The need for stability, and the lack of majority means that the Conservatives were unable to push for any highly transformational and divisive adventures. All while avoiding tax hikes, lowering the much dreaded GST and maintaining equivocal support of Israel.

Perhaps the most controversial set of events is the infamous Coalition Crisis and Harper's decision to prorogue the Parliament. At that time, the highly ineffective leader of the opposition and of the Liberal Party, Stephane Dion, schemed with the far left NDP and Quebec separatists to form a coalition government, a highly unconventional move in Canadian politics. The most ridiculous aspect of this move was that the Bloc Quebecois was supposed to provide outside support on matters of confidence only for 18 months. Without the Bloc, the Liberals and NDP would still have a minority which is weaker than the Conservatives minority government. Of course the left, lead by the labour unions, tried to sell this highly unorthodox move by claiming that this would represent the 'true majority', representing 62% of Canadians. If we look at aggregate votes it is correct, but you cannot forget that even Jean Chretien's most stable majority was attained using a mere 41% of the popular vote.
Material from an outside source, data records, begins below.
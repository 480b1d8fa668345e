use std::io::BufRead;
use std::thread::{self, JoinHandle};

use crossbeam_channel::{Receiver, bounded};

use super::{SampleSource, SourceEvent, parse_line};
use crate::error::Result;

/// Source fed by a dedicated reader thread
///
/// The reader thread blocks on input and hands complete lines over a bounded
/// channel, so a slow consumer applies backpressure instead of growing memory.
/// The source is exhausted when the reader reaches end of input.
pub struct ChannelSource {
    rx: Receiver<std::io::Result<String>>,
    _reader: JoinHandle<()>,
}

impl ChannelSource {
    /// Spawn a thread reading lines from `reader`
    pub fn spawn<R>(reader: R, capacity: usize) -> Result<Self>
    where
        R: BufRead + Send + 'static,
    {
        let (tx, rx) = bounded(capacity.max(1));
        let handle = thread::Builder::new()
            .name("ecg-reader".to_string())
            .spawn(move || {
                let mut reader = reader;
                let mut buf = Vec::with_capacity(64);
                loop {
                    buf.clear();
                    let line = match reader.read_until(b'\n', &mut buf) {
                        Ok(0) => break,
                        // Serial glitches become replacement characters and
                        // are classified by the parser like any other line
                        Ok(_) => Ok(String::from_utf8_lossy(&buf).into_owned()),
                        Err(err) => Err(err),
                    };
                    let failed = line.is_err();
                    if tx.send(line).is_err() {
                        log::debug!("Line receiver dropped");
                        return;
                    }
                    if failed {
                        return;
                    }
                }
                log::info!("Input closed");
            })?;

        Ok(Self {
            rx,
            _reader: handle,
        })
    }
}

impl SampleSource for ChannelSource {
    fn next_event(&mut self) -> Result<Option<SourceEvent>> {
        match self.rx.recv() {
            Ok(line) => Ok(Some(parse_line(&line?))),
            Err(_) => Ok(None),
        }
    }
}

#[cfg(test)]
mod tests {
    use super::*;
    use crate::clock::SampleClock;
    use crate::config::{MonitorConfig, SampleRate};
    use crate::monitor::{Monitor, SourceStats};
    use crate::processing::EcgProcessor;
    use crate::source::SampleRecord;
    use std::io::Cursor;

    #[test]
    fn test_lines_cross_thread() {
        let input = "E:1\nE:2,H:70\nboot\n";
        let mut source = ChannelSource::spawn(Cursor::new(input), 1).unwrap();

        assert_eq!(
            source.next_event().unwrap(),
            Some(SourceEvent::Record(SampleRecord::new(1)))
        );
        assert_eq!(
            source.next_event().unwrap(),
            Some(SourceEvent::Record(SampleRecord::with_hardware_rate(2, 70)))
        );
        assert_eq!(source.next_event().unwrap(), Some(SourceEvent::Skipped));
        assert_eq!(source.next_event().unwrap(), None);
    }

    #[test]
    fn test_invalid_utf8_does_not_stop_the_stream() {
        let mut input = b"E:1\n\xffE:2\nE:\xfe3\n".to_vec();
        for i in 0..1000 {
            input.extend_from_slice(format!("E:{}\n", i).as_bytes());
        }
        let source = ChannelSource::spawn(Cursor::new(input), 4).unwrap();

        let config = MonitorConfig::default();
        let clock = SampleClock::new(SampleRate::default());
        let processor = EcgProcessor::new(&config, Box::new(clock)).unwrap();
        let mut monitor = Monitor::new(source, processor);
        let stats = monitor.run(|_, _| {}).unwrap();

        assert_eq!(
            stats,
            SourceStats {
                records: 1001,
                skipped: 1,
                malformed: 1,
            }
        );
    }

    struct FailingReader;

    impl std::io::Read for FailingReader {
        fn read(&mut self, _: &mut [u8]) -> std::io::Result<usize> {
            Err(std::io::Error::other("device unplugged"))
        }
    }

    #[test]
    fn test_read_error_is_fatal() {
        let reader = std::io::BufReader::new(FailingReader);
        let mut source = ChannelSource::spawn(reader, 4).unwrap();

        assert!(source.next_event().is_err());
        assert_eq!(source.next_event().unwrap(), None);
    }
}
Harper requested that the Governor General (the Queen's representative) prorogue parliament. While conservatives were keen on the move, which kept the radical left-wing kook coalition out, he was highly criticized by the left. The spin was that Harper is shutting out 'democracy' and running from the debate. Whoever swallowed the spin obviously has never tuned in to the Parliament channel on TV.

As the threat of another pointless election that maintains the status quo is in the air, we can quietly reflect on the last five years. Behind the pointless political banter, we have had a fairly stable, coolheaded government under Harper.